La joie des Agenais, qui s'imposent 26-24 face à Toulon, à Armandie - Top 14 (4 novembre 2017
La joie des Agenais, qui s'imposent 26-24 face à Toulon, à Armandie - Top 14 (4 novembre 2017

Comment avez-vous vécu la dernière mêlée du match, décisive, qui se révèle ?

Q. B. : J'étais sorti à la 52e minute mais je restais concentré et prêt à revenir. On commençait à souffrir après les entrées de Chilachava et Taofifenua… Sur cette dernière mêlée, notre pack a fait ce qui avait été travaillé en semaine : se placer plus bas que les Toulonnais, garder le maximum de pression entre nous, faire bloc. Finalement, ça s'est ouvert pour Arthur Joly. Et il y a cette pénalité.
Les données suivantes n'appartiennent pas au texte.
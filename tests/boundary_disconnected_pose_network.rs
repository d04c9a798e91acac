//! Boundary behavior: a disconnected pose network leaves the cameras
//! outside the chosen component unposed, and picks the larger island (tied
//! islands broken by smallest minimum port).

use caliscope_core::{Camera, CameraArray, PairedPoseNetwork, RigidTransform, StereoPair};
use nalgebra::{Matrix3, Vector3};
use std::collections::BTreeMap;

fn four_camera_array() -> CameraArray<f64> {
    let intrinsics = Matrix3::identity();
    let mut cameras = BTreeMap::new();
    for port in [0, 1, 10, 11] {
        cameras.insert(port, Camera::new(port, 100, 100, intrinsics, None, 0).unwrap());
    }
    CameraArray::new(cameras).unwrap()
}

#[test]
fn test_apply_to_anchors_smaller_min_port_island_on_size_tie() {
    let array = four_camera_array();
    let mut network = PairedPoseNetwork::new();
    let t_01 = RigidTransform::from_rodrigues(&Vector3::new(0.1, 0.0, 0.0), &Vector3::new(1.0, 0.0, 0.0));
    let t_10_11 = RigidTransform::from_rodrigues(&Vector3::new(0.0, 0.1, 0.0), &Vector3::new(0.0, 1.0, 0.0));
    network.add(StereoPair::new(0, 1, t_01, 0.1));
    network.add(StereoPair::new(10, 11, t_10_11, 0.1));

    let posed = network.apply_to(&array, None);

    assert!(posed.camera(0).unwrap().is_posed());
    assert!(posed.camera(1).unwrap().is_posed());
    assert!(!posed.camera(10).unwrap().is_posed());
    assert!(!posed.camera(11).unwrap().is_posed());
    assert_eq!(posed.posed_ports(), vec![0, 1]);
}

#[test]
fn test_apply_to_favors_larger_island_over_smaller_regardless_of_port() {
    let array = four_camera_array();
    let mut network = PairedPoseNetwork::new();
    // A 3-camera island {10, 11, 1} versus a 1-edge island {0} alone (no
    // edges at all for port 0 -- it is simply absent from the graph).
    let t_10_11 = RigidTransform::from_rodrigues(&Vector3::new(0.0, 0.1, 0.0), &Vector3::new(0.0, 1.0, 0.0));
    let t_11_1 = RigidTransform::from_rodrigues(&Vector3::new(0.0, 0.0, 0.1), &Vector3::new(0.0, 0.0, 1.0));
    network.add(StereoPair::new(10, 11, t_10_11, 0.1));
    network.add(StereoPair::new(11, 1, t_11_1, 0.1));

    let posed = network.apply_to(&array, None);

    assert!(posed.camera(10).unwrap().is_posed());
    assert!(posed.camera(11).unwrap().is_posed());
    assert!(posed.camera(1).unwrap().is_posed());
    assert!(!posed.camera(0).unwrap().is_posed());
}
//! Scenario B: rotating a reconstruction by 90 degrees four times around any
//! single axis returns it to its starting state, with distinct intermediate
//! states along the way.

mod common;

use approx::assert_relative_eq;
use caliscope_core::{rotate, Axis, PointDataBundle};
use nalgebra::Matrix3;

fn make_bundle() -> PointDataBundle {
    let array = common::two_camera_array(400.0);
    let points = common::board_points_mm();
    let (image_points, world_points) = common::project_bundle_inputs(&array, &points, 0, None);
    PointDataBundle::new(array, image_points, world_points).unwrap()
}

fn assert_bundles_match(a: &PointDataBundle, b: &PointDataBundle, epsilon: f64) {
    for (row_a, row_b) in a.world_points().rows().iter().zip(b.world_points().rows()) {
        assert_relative_eq!(row_a.coords, row_b.coords, epsilon = epsilon);
    }
    for port in a.array().posed_ports() {
        let pose_a = a.array().camera(port).unwrap().pose().unwrap();
        let pose_b = b.array().camera(port).unwrap().pose().unwrap();
        assert_relative_eq!(pose_a.rotation_matrix(), pose_b.rotation_matrix(), epsilon = epsilon);
        assert_relative_eq!(pose_a.translation(), pose_b.translation(), epsilon = epsilon);
    }
}

fn check_axis(axis: Axis) {
    let original = make_bundle();

    let mut current = original.clone();
    let mut seen_distinct = false;
    for step in 0..4 {
        let next = rotate(&current, axis, 90.0).unwrap();
        if step == 0 {
            // One quarter turn should visibly move at least one world point.
            let moved = original
                .world_points()
                .rows()
                .iter()
                .zip(next.world_points().rows())
                .any(|(a, b)| (a.coords - b.coords).norm() > 1.0);
            seen_distinct = moved;
        }
        current = next;
    }
    assert!(seen_distinct, "a single 90 degree rotation should move the reconstruction");
    assert_bundles_match(&original, &current, 1e-6);
}

#[test]
fn test_four_quarter_turns_about_x_returns_to_original() {
    check_axis(Axis::X);
}

#[test]
fn test_four_quarter_turns_about_y_returns_to_original() {
    check_axis(Axis::Y);
}

#[test]
fn test_four_quarter_turns_about_z_returns_to_original() {
    check_axis(Axis::Z);
}

#[test]
fn test_single_quarter_turn_matches_axis_rotation_matrix() {
    let original = make_bundle();
    let rotated = rotate(&original, Axis::Z, 90.0).unwrap();
    let expected = Matrix3::new(0.0, -1.0, 0.0, 1.0, 0.0, 0.0, 0.0, 0.0, 1.0);
    let world_point = original.world_points().rows()[0].coords;
    let rotated_point = rotated.world_points().rows()[0].coords;
    assert_relative_eq!(rotated_point, nalgebra::Point3::from(expected * world_point.coords), epsilon = 1e-8);
}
J'étais certain qu'Hugo (Verdu) la réussirait (la pénalité de la gagne). Je le connais...

Etiez-vous optimiste ?

Q. B. : J'étais certain qu'Hugo (Verdu) la réussirait. Je le connais, il nous avait déjà fait le coup avec les espoirs contre Grenoble, alors que c'était un match décisif et une de ses premières apparitions. A l’époque, c'était de bien plus loin.

Il y avait sept joueurs formés à Agen titulaires contre le RCT, auxquels il faut ajouter trois remplaçants : cela donne-t-il une dimension supplémentaire à cette victoire ?

Q. B. : On avait annoncé ce match comme une confrontation entre les stars et les "pitchouns". C'était la stricte vérité. Nous étions les minots contre les grands toulonnais. Nous n'avions jamais joué ce genre de match. Et c'était immense à vivre. C'est fort de jouer avec ses copains, avec qui on joue depuis tant d’années. On est des frères sur le terrain. Quoi qu'il arrive, nous sommes soudés. C'est encore plus facile de se sacrifier sur le terrain quand on a autant de considération pour le joueur d'à côté. Dans la semaine on s'était chambré. Obligé... Quand Fouyssac fait le malin, tu lui dis : "On verra ce que tu vas faire face aux champions du monde… On verra si tu mettras une petite tape à Fekitoa !" Blague à part, ce résultat prouve qu'il y a une formation de qualité à Agen. Le SUA valorise le projet de l'Académie. La formation, ce n'est pas du blabla. Le staff nous a fait confiance et on leur a renvoyé. J'espère que ça servira aux générations futures.